### Supplied data
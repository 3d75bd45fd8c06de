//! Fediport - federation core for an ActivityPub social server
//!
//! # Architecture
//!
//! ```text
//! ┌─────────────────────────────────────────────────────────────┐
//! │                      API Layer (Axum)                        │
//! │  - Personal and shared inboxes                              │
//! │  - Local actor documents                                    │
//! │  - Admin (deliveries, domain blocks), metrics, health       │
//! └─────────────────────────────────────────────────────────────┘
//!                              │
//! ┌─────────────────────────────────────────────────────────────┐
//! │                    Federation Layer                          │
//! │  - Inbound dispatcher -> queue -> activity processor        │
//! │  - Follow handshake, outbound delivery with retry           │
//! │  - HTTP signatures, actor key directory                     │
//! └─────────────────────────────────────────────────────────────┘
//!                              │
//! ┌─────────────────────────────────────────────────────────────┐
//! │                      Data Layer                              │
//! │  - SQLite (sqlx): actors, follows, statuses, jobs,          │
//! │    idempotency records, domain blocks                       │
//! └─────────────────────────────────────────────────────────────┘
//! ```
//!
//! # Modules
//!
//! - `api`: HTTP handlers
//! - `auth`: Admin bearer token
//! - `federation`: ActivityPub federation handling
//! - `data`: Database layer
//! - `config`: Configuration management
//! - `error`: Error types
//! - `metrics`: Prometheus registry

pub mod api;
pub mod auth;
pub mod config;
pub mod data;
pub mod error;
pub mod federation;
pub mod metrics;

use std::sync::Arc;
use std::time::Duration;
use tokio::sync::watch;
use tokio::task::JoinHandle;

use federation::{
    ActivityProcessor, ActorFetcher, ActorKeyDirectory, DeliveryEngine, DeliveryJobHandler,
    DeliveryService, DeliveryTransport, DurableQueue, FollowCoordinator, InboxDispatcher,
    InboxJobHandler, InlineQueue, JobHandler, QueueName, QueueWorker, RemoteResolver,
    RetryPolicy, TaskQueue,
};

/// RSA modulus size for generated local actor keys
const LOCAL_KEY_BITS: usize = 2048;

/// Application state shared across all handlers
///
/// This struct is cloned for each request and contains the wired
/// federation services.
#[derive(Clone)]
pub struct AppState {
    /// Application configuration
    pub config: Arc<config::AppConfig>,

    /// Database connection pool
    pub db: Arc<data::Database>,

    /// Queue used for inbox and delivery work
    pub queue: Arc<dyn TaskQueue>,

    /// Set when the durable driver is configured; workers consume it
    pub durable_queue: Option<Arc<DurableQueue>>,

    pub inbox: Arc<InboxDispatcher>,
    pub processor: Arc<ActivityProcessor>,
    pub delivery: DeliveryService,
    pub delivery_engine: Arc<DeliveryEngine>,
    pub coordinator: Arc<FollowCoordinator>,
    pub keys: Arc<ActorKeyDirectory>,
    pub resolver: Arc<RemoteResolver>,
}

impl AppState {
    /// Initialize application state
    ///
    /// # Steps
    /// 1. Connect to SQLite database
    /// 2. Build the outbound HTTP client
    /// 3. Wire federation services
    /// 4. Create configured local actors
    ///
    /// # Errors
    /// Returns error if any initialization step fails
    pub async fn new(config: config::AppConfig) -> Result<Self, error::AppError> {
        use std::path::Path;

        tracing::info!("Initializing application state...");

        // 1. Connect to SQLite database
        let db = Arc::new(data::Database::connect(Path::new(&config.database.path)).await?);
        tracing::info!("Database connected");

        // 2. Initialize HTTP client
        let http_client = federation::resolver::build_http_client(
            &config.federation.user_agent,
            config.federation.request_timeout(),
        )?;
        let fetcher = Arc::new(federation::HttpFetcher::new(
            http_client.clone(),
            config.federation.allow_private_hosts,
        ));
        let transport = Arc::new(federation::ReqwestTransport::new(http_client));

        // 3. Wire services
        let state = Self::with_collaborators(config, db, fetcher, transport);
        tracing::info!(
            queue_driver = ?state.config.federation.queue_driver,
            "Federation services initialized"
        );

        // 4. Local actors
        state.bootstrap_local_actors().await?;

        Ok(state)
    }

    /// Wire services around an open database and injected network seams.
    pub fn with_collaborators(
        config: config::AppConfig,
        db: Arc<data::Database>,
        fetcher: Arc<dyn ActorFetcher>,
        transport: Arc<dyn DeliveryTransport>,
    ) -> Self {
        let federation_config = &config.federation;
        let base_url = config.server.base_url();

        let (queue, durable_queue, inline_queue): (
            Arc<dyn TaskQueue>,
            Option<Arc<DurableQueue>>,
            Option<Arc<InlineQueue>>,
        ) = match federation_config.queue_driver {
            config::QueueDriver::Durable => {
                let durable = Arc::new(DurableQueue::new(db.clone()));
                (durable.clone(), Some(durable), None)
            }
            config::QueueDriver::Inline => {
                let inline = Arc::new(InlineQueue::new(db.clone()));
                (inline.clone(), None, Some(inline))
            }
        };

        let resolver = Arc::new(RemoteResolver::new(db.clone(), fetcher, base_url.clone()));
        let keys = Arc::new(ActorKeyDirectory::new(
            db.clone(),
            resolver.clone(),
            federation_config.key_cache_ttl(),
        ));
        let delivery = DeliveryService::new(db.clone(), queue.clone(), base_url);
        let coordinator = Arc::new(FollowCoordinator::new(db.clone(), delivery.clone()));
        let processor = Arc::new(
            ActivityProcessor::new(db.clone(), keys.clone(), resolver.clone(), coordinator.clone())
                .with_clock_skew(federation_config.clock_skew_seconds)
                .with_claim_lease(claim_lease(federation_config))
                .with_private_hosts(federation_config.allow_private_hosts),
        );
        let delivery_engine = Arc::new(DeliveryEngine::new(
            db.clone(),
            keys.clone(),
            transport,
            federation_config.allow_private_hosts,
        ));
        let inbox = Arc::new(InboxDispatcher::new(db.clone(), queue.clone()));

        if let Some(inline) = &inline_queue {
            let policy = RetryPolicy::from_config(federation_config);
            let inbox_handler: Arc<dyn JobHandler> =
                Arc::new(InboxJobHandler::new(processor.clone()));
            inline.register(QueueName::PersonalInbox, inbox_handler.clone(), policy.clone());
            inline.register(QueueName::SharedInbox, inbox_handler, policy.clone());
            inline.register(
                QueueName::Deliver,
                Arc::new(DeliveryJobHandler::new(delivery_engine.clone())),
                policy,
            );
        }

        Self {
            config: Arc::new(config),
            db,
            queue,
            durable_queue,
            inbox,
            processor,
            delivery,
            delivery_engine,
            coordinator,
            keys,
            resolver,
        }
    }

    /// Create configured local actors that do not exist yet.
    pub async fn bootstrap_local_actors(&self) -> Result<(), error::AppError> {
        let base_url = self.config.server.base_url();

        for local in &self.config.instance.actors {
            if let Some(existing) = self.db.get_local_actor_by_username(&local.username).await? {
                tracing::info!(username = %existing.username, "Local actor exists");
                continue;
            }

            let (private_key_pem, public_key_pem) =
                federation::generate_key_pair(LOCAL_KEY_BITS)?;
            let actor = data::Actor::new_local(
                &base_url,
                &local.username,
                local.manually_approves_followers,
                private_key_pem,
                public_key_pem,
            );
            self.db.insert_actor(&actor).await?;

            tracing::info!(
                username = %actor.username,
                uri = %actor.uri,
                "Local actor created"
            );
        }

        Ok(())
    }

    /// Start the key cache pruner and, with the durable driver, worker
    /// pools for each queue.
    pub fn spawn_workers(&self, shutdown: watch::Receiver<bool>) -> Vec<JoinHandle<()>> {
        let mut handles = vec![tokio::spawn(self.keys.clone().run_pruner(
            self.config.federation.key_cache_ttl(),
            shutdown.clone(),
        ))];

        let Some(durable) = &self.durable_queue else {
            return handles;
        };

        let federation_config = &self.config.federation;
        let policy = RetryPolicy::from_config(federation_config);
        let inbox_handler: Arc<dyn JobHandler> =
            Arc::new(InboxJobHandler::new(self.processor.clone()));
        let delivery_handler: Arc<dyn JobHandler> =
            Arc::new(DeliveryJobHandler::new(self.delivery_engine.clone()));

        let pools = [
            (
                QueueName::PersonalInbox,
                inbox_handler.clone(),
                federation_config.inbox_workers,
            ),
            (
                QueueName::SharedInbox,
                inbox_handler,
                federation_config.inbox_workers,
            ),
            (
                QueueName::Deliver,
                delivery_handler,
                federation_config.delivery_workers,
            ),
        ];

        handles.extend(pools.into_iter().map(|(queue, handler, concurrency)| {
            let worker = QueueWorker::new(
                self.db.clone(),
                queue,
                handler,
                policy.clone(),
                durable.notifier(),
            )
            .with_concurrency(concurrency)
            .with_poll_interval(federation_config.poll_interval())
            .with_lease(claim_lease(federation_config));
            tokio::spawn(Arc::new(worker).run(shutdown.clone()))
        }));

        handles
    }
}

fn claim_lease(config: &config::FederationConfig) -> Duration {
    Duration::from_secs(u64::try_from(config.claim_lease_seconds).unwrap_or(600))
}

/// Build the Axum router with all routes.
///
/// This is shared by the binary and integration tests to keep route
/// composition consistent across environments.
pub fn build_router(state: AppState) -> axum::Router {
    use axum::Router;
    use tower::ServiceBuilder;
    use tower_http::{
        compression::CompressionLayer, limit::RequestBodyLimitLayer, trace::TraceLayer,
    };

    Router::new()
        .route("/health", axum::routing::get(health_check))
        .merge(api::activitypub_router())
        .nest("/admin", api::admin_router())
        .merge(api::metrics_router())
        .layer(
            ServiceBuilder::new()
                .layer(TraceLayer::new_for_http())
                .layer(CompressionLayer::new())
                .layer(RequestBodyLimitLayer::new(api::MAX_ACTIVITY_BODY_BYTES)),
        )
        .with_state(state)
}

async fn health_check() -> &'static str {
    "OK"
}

### Task details
Search the listing above for "watch" and copy every line that holds it.

### Written response
use tokio::sync::watch;
    pub fn spawn_workers(&self, shutdown: watch::Receiver<bool>) -> Vec<JoinHandle<()>> {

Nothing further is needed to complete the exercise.